Could you please output all of the records exactly?

> **Records shown**

******

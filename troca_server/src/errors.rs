use actix_web::{
    error::ResponseError,
    http::{header::ContentType, StatusCode},
    HttpResponse,
};
use stripe_tools::StripeApiError;
use thiserror::Error;
use troca_engine::{CatalogApiError, ChatApiError, NegotiationError, UserApiError};

#[derive(Debug, Error)]
pub enum ServerError {
    #[error("Could not initialize server. {0}")]
    InitializeError(String),
    #[error("An error occurred on the backend of the server. {0}")]
    BackendError(String),
    #[error("Could not read request body: {0}")]
    InvalidRequestBody(String),
    #[error("An I/O error happened in the server. {0}")]
    IOError(#[from] std::io::Error),
    #[error("Invalid server configuration. {0}")]
    ConfigurationError(String),
    #[error("Authentication Error. {0}")]
    AuthenticationError(#[from] AuthError),
    #[error("The data was not found. {0}")]
    NoRecordFound(String),
    #[error("Insufficient Permissions. {0}")]
    InsufficientPermissions(String),
    #[error("Payment gateway error. {0}")]
    PaymentGatewayError(String),
}

impl ResponseError for ServerError {
    fn status_code(&self) -> StatusCode {
        match self {
            Self::InvalidRequestBody(_) => StatusCode::BAD_REQUEST,
            Self::AuthenticationError(e) => match e {
                AuthError::MissingToken => StatusCode::UNAUTHORIZED,
                AuthError::InvalidCredentials => StatusCode::UNAUTHORIZED,
                AuthError::EmailTaken => StatusCode::UNAUTHORIZED,
                AuthError::ValidationError(_) => StatusCode::UNAUTHORIZED,
            },
            Self::InitializeError(_) => StatusCode::INTERNAL_SERVER_ERROR,
            Self::BackendError(_) => StatusCode::INTERNAL_SERVER_ERROR,
            Self::IOError(_) => StatusCode::INTERNAL_SERVER_ERROR,
            Self::ConfigurationError(_) => StatusCode::INTERNAL_SERVER_ERROR,
            Self::NoRecordFound(_) => StatusCode::NOT_FOUND,
            Self::InsufficientPermissions(_) => StatusCode::FORBIDDEN,
            Self::PaymentGatewayError(_) => StatusCode::BAD_REQUEST,
        }
    }

    fn error_response(&self) -> HttpResponse {
        HttpResponse::build(self.status_code())
            .insert_header(ContentType::json())
            .body(serde_json::json!({ "error": self.to_string() }).to_string())
    }
}

#[derive(Debug, Clone, Error)]
pub enum AuthError {
    #[error("An access token is required, but none was provided.")]
    MissingToken,
    #[error("Email or password is incorrect.")]
    InvalidCredentials,
    #[error("A user with this email address already exists.")]
    EmailTaken,
    #[error("Access token is invalid. {0}")]
    ValidationError(String),
}

impl From<UserApiError> for ServerError {
    fn from(e: UserApiError) -> Self {
        match e {
            UserApiError::EmailAlreadyExists => Self::AuthenticationError(AuthError::EmailTaken),
            UserApiError::UserNotFound(_) => Self::NoRecordFound(e.to_string()),
            UserApiError::PasswordHash(e) => Self::BackendError(format!("Password processing error: {e}")),
            UserApiError::DatabaseError(e) => Self::BackendError(format!("Database error: {e}")),
        }
    }
}

impl From<CatalogApiError> for ServerError {
    fn from(e: CatalogApiError) -> Self {
        match e {
            CatalogApiError::CategoryNotFound(_) => Self::NoRecordFound(e.to_string()),
            CatalogApiError::DatabaseError(e) => Self::BackendError(format!("Database error: {e}")),
        }
    }
}

impl From<ChatApiError> for ServerError {
    fn from(e: ChatApiError) -> Self {
        match e {
            ChatApiError::ChatNotFound => Self::NoRecordFound(e.to_string()),
            ChatApiError::ProductNotFound(_) => Self::NoRecordFound(e.to_string()),
            ChatApiError::InvalidParticipants => Self::InvalidRequestBody(e.to_string()),
            ChatApiError::DatabaseError(e) => Self::BackendError(format!("Database error: {e}")),
        }
    }
}

impl From<NegotiationError> for ServerError {
    fn from(e: NegotiationError) -> Self {
        match e {
            NegotiationError::OfferNotFound |
            NegotiationError::ChatNotFound |
            NegotiationError::ProductNotFound(_) |
            NegotiationError::OrderNotFound(_) => Self::NoRecordFound(e.to_string()),
            NegotiationError::InvalidAmount(_) |
            NegotiationError::SelfOffer |
            NegotiationError::RecipientNotFound |
            NegotiationError::PendingOfferExists => Self::InvalidRequestBody(e.to_string()),
            NegotiationError::DatabaseError(e) => Self::BackendError(format!("Database error: {e}")),
        }
    }
}

impl From<StripeApiError> for ServerError {
    fn from(e: StripeApiError) -> Self {
        Self::PaymentGatewayError(e.to_string())
    }
}
use log::debug;
use sqlx::SqliteConnection;

use crate::db_types::{Offer, Order, OrderStatus};

/// Creates the order for a freshly accepted offer. The seller is the offer's recipient and the purchaser its
/// sender. `orders.offer_id` is UNIQUE, so a second insert for the same offer fails rather than duplicating.
pub async fn insert_order_for_offer(offer: &Offer, conn: &mut SqliteConnection) -> Result<Order, sqlx::Error> {
    let order: Order = sqlx::query_as(
        r#"
            INSERT INTO orders (offer_id, product_id, seller_id, purchaser_id, amount, status)
            VALUES ($1, $2, $3, $4, $5, 'PENDING')
            RETURNING *;
        "#,
    )
    .bind(offer.id)
    .bind(offer.product_id)
    .bind(offer.recipient_id)
    .bind(offer.sender_id)
    .bind(offer.amount)
    .fetch_one(conn)
    .await?;
    debug!("📝️ Order #{} created for offer #{}", order.id, offer.id);
    Ok(order)
}

pub async fn fetch_order(order_id: i64, conn: &mut SqliteConnection) -> Result<Option<Order>, sqlx::Error> {
    let order = sqlx::query_as("SELECT * FROM orders WHERE id = $1").bind(order_id).fetch_optional(conn).await?;
    Ok(order)
}

/// Returns every order in which the user is the seller or the purchaser, newest first.
pub async fn fetch_orders_for_user(user_id: i64, conn: &mut SqliteConnection) -> Result<Vec<Order>, sqlx::Error> {
    let orders = sqlx::query_as(
        "SELECT * FROM orders WHERE seller_id = $1 OR purchaser_id = $1 ORDER BY created_at DESC, id DESC",
    )
    .bind(user_id)
    .fetch_all(conn)
    .await?;
    Ok(orders)
}

/// Sets the order's status, but only when `user_id` is a party to it. Absent orders and foreign orders both
/// come back as `None`.
pub async fn update_order_status(
    order_id: i64,
    user_id: i64,
    status: OrderStatus,
    conn: &mut SqliteConnection,
) -> Result<Option<Order>, sqlx::Error> {
    let order = sqlx::query_as(
        r#"
            UPDATE orders SET status = $2, updated_at = CURRENT_TIMESTAMP
            WHERE id = $1 AND (seller_id = $3 OR purchaser_id = $3)
            RETURNING *;
        "#,
    )
    .bind(order_id)
    .bind(status)
    .bind(user_id)
    .fetch_optional(conn)
    .await?;
    Ok(order)
}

******

> **Solved exercise**
filename troca_server/src/errors.rs
use actix_web::{
    error::ResponseError,
    http::{header::ContentType, StatusCode},
    HttpResponse,
};
use stripe_tools::StripeApiError;
use thiserror::Error;
use troca_engine::{CatalogApiError, ChatApiError, NegotiationError, UserApiError};

#[derive(Debug, Error)]
pub enum ServerError {
    #[error("Could not initialize server. {0}")]
    InitializeError(String),
    #[error("An error occurred on the backend of the server. {0}")]
    BackendError(String),
    #[error("Could not read request body: {0}")]
    InvalidRequestBody(String),
    #[error("An I/O error happened in the server. {0}")]
    IOError(#[from] std::io::Error),
    #[error("Invalid server configuration. {0}")]
    ConfigurationError(String),
    #[error("Authentication Error. {0}")]
    AuthenticationError(#[from] AuthError),
    #[error("The data was not found. {0}")]
    NoRecordFound(String),
    #[error("Insufficient Permissions. {0}")]
    InsufficientPermissions(String),
    #[error("Payment gateway error. {0}")]
    PaymentGatewayError(String),
}

impl ResponseError for ServerError {
    fn status_code(&self) -> StatusCode {
        match self {
            Self::InvalidRequestBody(_) => StatusCode::BAD_REQUEST,
            Self::AuthenticationError(e) => match e {
                AuthError::MissingToken => StatusCode::UNAUTHORIZED,
                AuthError::InvalidCredentials => StatusCode::UNAUTHORIZED,
                AuthError::EmailTaken => StatusCode::UNAUTHORIZED,
                AuthError::ValidationError(_) => StatusCode::UNAUTHORIZED,
            },
            Self::InitializeError(_) => StatusCode::INTERNAL_SERVER_ERROR,
            Self::BackendError(_) => StatusCode::INTERNAL_SERVER_ERROR,
            Self::IOError(_) => StatusCode::INTERNAL_SERVER_ERROR,
            Self::ConfigurationError(_) => StatusCode::INTERNAL_SERVER_ERROR,
            Self::NoRecordFound(_) => StatusCode::NOT_FOUND,
            Self::InsufficientPermissions(_) => StatusCode::FORBIDDEN,
            Self::PaymentGatewayError(_) => StatusCode::BAD_REQUEST,
        }
    }

    fn error_response(&self) -> HttpResponse {
        HttpResponse::build(self.status_code())
            .insert_header(ContentType::json())
            .body(serde_json::json!({ "error": self.to_string() }).to_string())
    }
}

#[derive(Debug, Clone, Error)]
pub enum AuthError {
    #[error("An access token is required, but none was provided.")]
    MissingToken,
    #[error("Email or password is incorrect.")]
    InvalidCredentials,
    #[error("A user with this email address already exists.")]
    EmailTaken,
    #[error("Access token is invalid. {0}")]
    ValidationError(String),
}

impl From<UserApiError> for ServerError {
    fn from(e: UserApiError) -> Self {
        match e {
            UserApiError::EmailAlreadyExists => Self::AuthenticationError(AuthError::EmailTaken),
            UserApiError::UserNotFound(_) => Self::NoRecordFound(e.to_string()),
            UserApiError::PasswordHash(e) => Self::BackendError(format!("Password processing error: {e}")),
            UserApiError::DatabaseError(e) => Self::BackendError(format!("Database error: {e}")),
        }
    }
}

impl From<CatalogApiError> for ServerError {
    fn from(e: CatalogApiError) -> Self {
        match e {
            CatalogApiError::CategoryNotFound(_) => Self::NoRecordFound(e.to_string()),
            CatalogApiError::DatabaseError(e) => Self::BackendError(format!("Database error: {e}")),
        }
    }
}

impl From<ChatApiError> for ServerError {
    fn from(e: ChatApiError) -> Self {
        match e {
            ChatApiError::ChatNotFound => Self::NoRecordFound(e.to_string()),
            ChatApiError::ProductNotFound(_) => Self::NoRecordFound(e.to_string()),
            ChatApiError::InvalidParticipants => Self::InvalidRequestBody(e.to_string()),
            ChatApiError::DatabaseError(e) => Self::BackendError(format!("Database error: {e}")),
        }
    }
}

impl From<NegotiationError> for ServerError {
    fn from(e: NegotiationError) -> Self {
        match e {
            NegotiationError::OfferNotFound |
            NegotiationError::ChatNotFound |
            NegotiationError::ProductNotFound(_) |
            NegotiationError::OrderNotFound(_) => Self::NoRecordFound(e.to_string()),
            NegotiationError::InvalidAmount(_) |
            NegotiationError::SelfOffer |
            NegotiationError::RecipientNotFound |
            NegotiationError::PendingOfferExists => Self::InvalidRequestBody(e.to_string()),
            NegotiationError::DatabaseError(e) => Self::BackendError(format!("Database error: {e}")),
        }
    }
}

impl From<StripeApiError> for ServerError {
    fn from(e: StripeApiError) -> Self {
        Self::PaymentGatewayError(e.to_string())
    }
}
use log::debug;
use sqlx::SqliteConnection;

use crate::db_types::{Offer, Order, OrderStatus};

/// Creates the order for a freshly accepted offer. The seller is the offer's recipient and the purchaser its
/// sender. `orders.offer_id` is UNIQUE, so a second insert for the same offer fails rather than duplicating.
pub async fn insert_order_for_offer(offer: &Offer, conn: &mut SqliteConnection) -> Result<Order, sqlx::Error> {
    let order: Order = sqlx::query_as(
        r#"
            INSERT INTO orders (offer_id, product_id, seller_id, purchaser_id, amount, status)
            VALUES ($1, $2, $3, $4, $5, 'PENDING')
            RETURNING *;
        "#,
    )
    .bind(offer.id)
    .bind(offer.product_id)
    .bind(offer.recipient_id)
    .bind(offer.sender_id)
    .bind(offer.amount)
    .fetch_one(conn)
    .await?;
    debug!("📝️ Order #{} created for offer #{}", order.id, offer.id);
    Ok(order)
}

pub async fn fetch_order(order_id: i64, conn: &mut SqliteConnection) -> Result<Option<Order>, sqlx::Error> {
    let order = sqlx::query_as("SELECT * FROM orders WHERE id = $1").bind(order_id).fetch_optional(conn).await?;
    Ok(order)
}

/// Returns every order in which the user is the seller or the purchaser, newest first.
pub async fn fetch_orders_for_user(user_id: i64, conn: &mut SqliteConnection) -> Result<Vec<Order>, sqlx::Error> {
    let orders = sqlx::query_as(
        "SELECT * FROM orders WHERE seller_id = $1 OR purchaser_id = $1 ORDER BY created_at DESC, id DESC",
    )
    .bind(user_id)
    .fetch_all(conn)
    .await?;
    Ok(orders)
}

/// Sets the order's status, but only when `user_id` is a party to it. Absent orders and foreign orders both
/// come back as `None`.
pub async fn update_order_status(
    order_id: i64,
    user_id: i64,
    status: OrderStatus,
    conn: &mut SqliteConnection,
) -> Result<Option<Order>, sqlx::Error> {
    let order = sqlx::query_as(
        r#"
            UPDATE orders SET status = $2, updated_at = CURRENT_TIMESTAMP
            WHERE id = $1 AND (seller_id = $3 OR purchaser_id = $3)
            RETURNING *;
        "#,
    )
    .bind(order_id)
    .bind(status)
    .bind(user_id)
    .fetch_optional(conn)
    .await?;
    Ok(order)
}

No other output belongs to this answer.